Plus: Jean-Paul Gauthier at Jack Shainman Gallery; 'Crafting Genre: Kathryn Bigelow' at MOMA

Turn the little dial that controls Liz Larner’s Corner Basher and you may experience catharsis, especially if you hold long-simmering grudges against institutional art. A softball-size metal sphere swings in circles on its chain, gathering speed, until—wham!—it smashes a hole in the gallery’s wall. Comic destruction, with undertones of malevolence and protest, runs through this loud and engagingly nihilistic group show. It’s the second installment of a collection shown last year in Basel at a museum dedicated to the work of Jean Tinguely, who spent his career assembling elaborate contraptions that mocked technological progress.

Here, Tinguely’s theme is evident in Johannes Vogl’s marvelously absurd machine, in which a carefully engineered process produces only waste.
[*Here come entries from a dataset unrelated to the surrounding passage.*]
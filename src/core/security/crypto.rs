// Copyright (c) 2026 Amunchain
// Licensed under the Apache License, Version 2.0 (the "License");
// you may not use this file except in compliance with the License.
// You may obtain a copy of the License at
//     http://www.apache.org/licenses/LICENSE-2.0
// Unless required by applicable law or agreed to in writing, software
// distributed under the License is distributed on an "AS IS" BASIS,
// WITHOUT WARRANTIES OR CONDITIONS OF ANY KIND, either express or implied.
// See the License for the specific language governing permissions and
// limitations under the License.

#![forbid(unsafe_code)]
#![deny(missing_docs)]

//! Hashing and Ed25519 signatures as consumed by the chain.
//!
//! A secret phrase maps to an Ed25519 seed as `SHA-256(phrase)`. Seeds and phrases are
//! zeroized as soon as the key pair has been built.

use ring::{
    digest,
    rand::{SecureRandom, SystemRandom},
    signature::{Ed25519KeyPair, KeyPair, UnparsedPublicKey, ED25519},
};
use subtle::ConstantTimeEq;
use thiserror::Error;
use zeroize::{Zeroize, ZeroizeOnDrop};

use crate::core::types::{PublicKey, Signature};

/// Crypto errors.
#[derive(Debug, Error)]
pub enum CryptoError {
    /// Seed was rejected by the Ed25519 implementation.
    #[error("invalid key")]
    InvalidKey,
    /// System randomness failed.
    #[error("rng")]
    Rng,
}

/// SHA-256 of `data`.
pub fn sha256(data: &[u8]) -> [u8; 32] {
    let d = digest::digest(&digest::SHA256, data);
    let mut out = [0u8; 32];
    out.copy_from_slice(d.as_ref());
    out
}

/// SHA-256 over the concatenation of `parts`.
pub fn sha256_concat(parts: &[&[u8]]) -> [u8; 32] {
    let mut ctx = digest::Context::new(&digest::SHA256);
    for p in parts {
        ctx.update(p);
    }
    let d = ctx.finish();
    let mut out = [0u8; 32];
    out.copy_from_slice(d.as_ref());
    out
}

/// Double SHA-256, used for proof-of-work hashing.
pub fn sha256d(data: &[u8]) -> [u8; 32] {
    sha256(&sha256(data))
}

/// A secret phrase; wiped from memory on drop.
#[derive(Clone, Zeroize, ZeroizeOnDrop)]
pub struct SecretPhrase(String);

impl SecretPhrase {
    /// Wrap a phrase.
    pub fn new(phrase: impl Into<String>) -> Self {
        Self(phrase.into())
    }

    /// Generate a fresh random phrase (64 hex chars of system randomness).
    pub fn generate() -> Result<Self, CryptoError> {
        let rng = SystemRandom::new();
        let mut raw = [0u8; 32];
        rng.fill(&mut raw).map_err(|_| CryptoError::Rng)?;
        let phrase = hex::encode(raw);
        raw.zeroize();
        Ok(Self(phrase))
    }

    /// The phrase text.
    pub fn expose(&self) -> &str {
        &self.0
    }

    fn keypair(&self) -> Result<Ed25519KeyPair, CryptoError> {
        let mut seed = sha256(self.0.as_bytes());
        let kp = Ed25519KeyPair::from_seed_unchecked(&seed).map_err(|_| CryptoError::InvalidKey);
        seed.zeroize();
        kp
    }

    /// Public key belonging to this phrase.
    pub fn public_key(&self) -> Result<PublicKey, CryptoError> {
        let kp = self.keypair()?;
        PublicKey::from_slice(kp.public_key().as_ref()).ok_or(CryptoError::InvalidKey)
    }

    /// Sign `msg`.
    pub fn sign(&self, msg: &[u8]) -> Result<Signature, CryptoError> {
        let kp = self.keypair()?;
        let sig = kp.sign(msg);
        Signature::from_slice(sig.as_ref()).ok_or(CryptoError::InvalidKey)
    }
}

impl std::fmt::Debug for SecretPhrase {
    fn fmt(&self, f: &mut std::fmt::Formatter<'_>) -> std::fmt::Result {
        f.write_str("SecretPhrase(<redacted>)")
    }
}

/// Verify an Ed25519 signature.
pub fn verify(signature: &Signature, msg: &[u8], public_key: &PublicKey) -> bool {
    let pk = UnparsedPublicKey::new(&ED25519, public_key.as_bytes());
    pk.verify(msg, signature.as_bytes()).is_ok()
}

/// Constant-time public key comparison.
pub fn keys_equal(a: &PublicKey, b: &PublicKey) -> bool {
    a.as_bytes().ct_eq(b.as_bytes()).into()
}

#[cfg(test)]
mod tests {
    use super::*;

    #[test]
    fn sign_then_verify() {
        let secret = SecretPhrase::new("correct horse battery staple");
        let pk = secret.public_key().unwrap();
        let sig = secret.sign(b"payload").unwrap();
        assert!(verify(&sig, b"payload", &pk));
        assert!(!verify(&sig, b"other payload", &pk));
    }

    #[test]
    fn same_phrase_same_key() {
        let a = SecretPhrase::new("x").public_key().unwrap();
        let b = SecretPhrase::new("x").public_key().unwrap();
        let c = SecretPhrase::new("y").public_key().unwrap();
        assert!(keys_equal(&a, &b));
        assert!(!keys_equal(&a, &c));
    }
}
Slices of bread drop onto an inclined conveyor belt, receive a quick squirt of strawberry jam (smoothed by two knives), then slowly rise to the top, where they’re dumped onto the floor, to form a growing, and rather disgusting, pile.

Similarly upending notions of mass-production, Michael Landy reversed the cycle of manufacture, purchase, and possession in Breakdown, a 2001 event that he staged inside a London department store (presented on video). In a factory-like setting, workers categorized the 7,227 items that Landy owned at the time, and then methodically destroyed them—a version of Buddhism’s renouncement of worldly attachment, ironically turned into performance-art spectacle.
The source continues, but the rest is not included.